We are just around the corner from Spring, when hailstorms begin to pop up with regularity. You can be ready by following the strategy in this article.
Nearly every time there is a big hailstorm that causes widespread damage to cars, homes and businesses, the issue of “matching” rears its ugly head. But there is a way that you can solve the “matching” disputes between you and your insurance company and get paid all you are entitled to collect.
Typically, when a hailstorm occurs, it strikes property at an angle. So, while one side of your roof might get pounded, the opposite side may have no damage at all. The hailstones might hit one slope of the roof really hard, while just skipping across the other slope. The same is true with exterior siding.
So, your insurance company adjuster may inspect your damage, and replace the damaged roofing or siding. But, that might cause an additional problem.
What if the new roofing or siding doesn’t match the old roofing or siding? Many times this occurs when the old material has been discontinued by the manufacturer. The new material might be of a different color or different dimension than the old material. For example, you might have 4″ lap vinyl siding, but the manufacturer now produces 4″ lap siding with a slightly different color or texture. It does not match.
You, the policyholder, now have an additional loss, which is the value of your home. If the siding or roofing doesn’t match, it diminishes the value of the home. But this part of the loss is indirect damage. The policy states that it only pays for direct damage to property. Many times, adjusters and insurers will rely on a strict interpretation of the policy wording, and state that they do not owe you any additional funds simply because of a matching problem.

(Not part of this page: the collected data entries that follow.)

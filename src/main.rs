use std::io::{BufRead, Write};
use std::time::Duration;

use clap::Parser;
use colored::Colorize;
use websim::{Output, Shell};

/// Delay between transcript lines, mirroring the scripted playback pace.
const TRANSCRIPT_INTERVAL: Duration = Duration::from_millis(50);

#[derive(Parser)]
#[command(name = "websim")]
#[command(about = "A simulated web terminal shell")]
#[command(version)]
struct Cli {
    /// Execute a single command line and exit
    #[arg(short = 'c')]
    command: Option<String>,

    /// Output the result as JSON (output, error, cwd)
    #[arg(long = "json")]
    json: bool,
}

#[derive(serde::Serialize)]
struct JsonResult<'a> {
    output: String,
    error: String,
    cwd: &'a str,
}

#[tokio::main]
async fn main() {
    let cli = Cli::parse();
    let mut shell = Shell::new();

    if let Some(line) = cli.command {
        let output = shell.execute(&line).await;
        if cli.json {
            let (text, error) = match &output {
                Output::Text(t) => (t.clone(), String::new()),
                Output::Error(e) => (String::new(), e.clone()),
                Output::Clear => (String::new(), String::new()),
                Output::Transcript(lines) => (lines.join("\n"), String::new()),
            };
            let result = JsonResult {
                output: text,
                error,
                cwd: shell.cwd(),
            };
            println!("{}", serde_json::to_string(&result).unwrap_or_default());
        } else {
            render(&output).await;
        }
        std::process::exit(match output {
            Output::Error(_) => 1,
            _ => 0,
        });
    }

    banner();

    let stdin = std::io::stdin();
    loop {
        print!("{}", shell.prompt());
        let _ = std::io::stdout().flush();

        let mut line = String::new();
        match stdin.lock().read_line(&mut line) {
            Ok(0) | Err(_) => break,
            Ok(_) => {}
        }

        let output = shell.execute(&line).await;
        render(&output).await;
    }
}

fn banner() {
    println!("{}", "WEB TERMINAL WSL".bold().white());
    println!("------------------------------------------------------------------");
    println!("Write 'help' to get started!");
    println!("------------------------------------------------------------------");
}

async fn render(output: &Output) {
    match output {
        Output::Text(text) => {
            if !text.is_empty() {
                println!("{}", text);
            }
        }
        Output::Error(message) => {
            println!("{}", message.red());
        }
        Output::Clear => {
            // ANSI escape sequence to clear screen and move cursor to top-left
            print!("\x1B[2J\x1B[H");
            let _ = std::io::stdout().flush();
        }
        Output::Transcript(lines) => {
            println!();
            for line in *lines {
                println!("{}", line);
                let _ = std::io::stdout().flush();
                tokio::time::sleep(TRANSCRIPT_INTERVAL).await;
            }
        }
    }
}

However, there is a clause in the Homeowners policy that deals with indirect damage, and can be brought into a “matching” dispute to solve the problem
That clause is found in the Section I – Conditions – D. Loss to a Pair or Set. It says:
In case of loss to a pair or set we may elect to:
1. Repair or replace any part to restore the pair or set to its value before the loss; or
2. Pay the difference between actual cash value of the property before and after the loss.
Not only does this clause cover the direct loss of an item that is a part of a pair or set, but also covers the indirect loss sustained because of the diminished value of the remaining item(s) of the pair or set.
Your adjuster might disagree with this interpretation. He may tell you that this clause only pertains to personal property, such as when a person has one crystal candlestick stolen from a pair, or two plates from a rare set of 12 get broken.
But look carefully in your policy. NOWHERE in the policy does it say that the clause only applies to personal property.
For example, let’s use hail damage to siding. Two sides of the house sustain damage to 12″ white aluminum siding with a textured finish. The manufacturer ceased making this siding and now only makes 8″ aluminum siding without texture. It clearly does not match. The adjuster wrote an estimate to replace only the damaged siding for $10,000. But replacing all four sides of siding would cost $20,000. We are assuming a replacement cost policy, no depreciation applied.
The insured gets an appraisal of his dwelling, and finds that the dwelling’s pre-loss value was $100,000. After the storm, the dwelling appraises at $95,000. So you can see here that the “set” value of the undamaged siding decreased the home value by $5,000.
To be equitable to the insured, the insurance company should pay the $20,000 to replace all four sides of the home. That settlement process might take a little longer if you have to get an appraisal to prove the diminished value, but you’ll be properly compensated for your loss.
Finally, you the policyholder have legal precedent on your side. On October 12, 2000 in a Minnesota District Court, a judge ruled against American Family Mutual Insurance Company and ordered it to pay claims where there were matching disputes after a hailstorm. (see Min. Stat. 72A.201, Subd. 5(8) (1998)).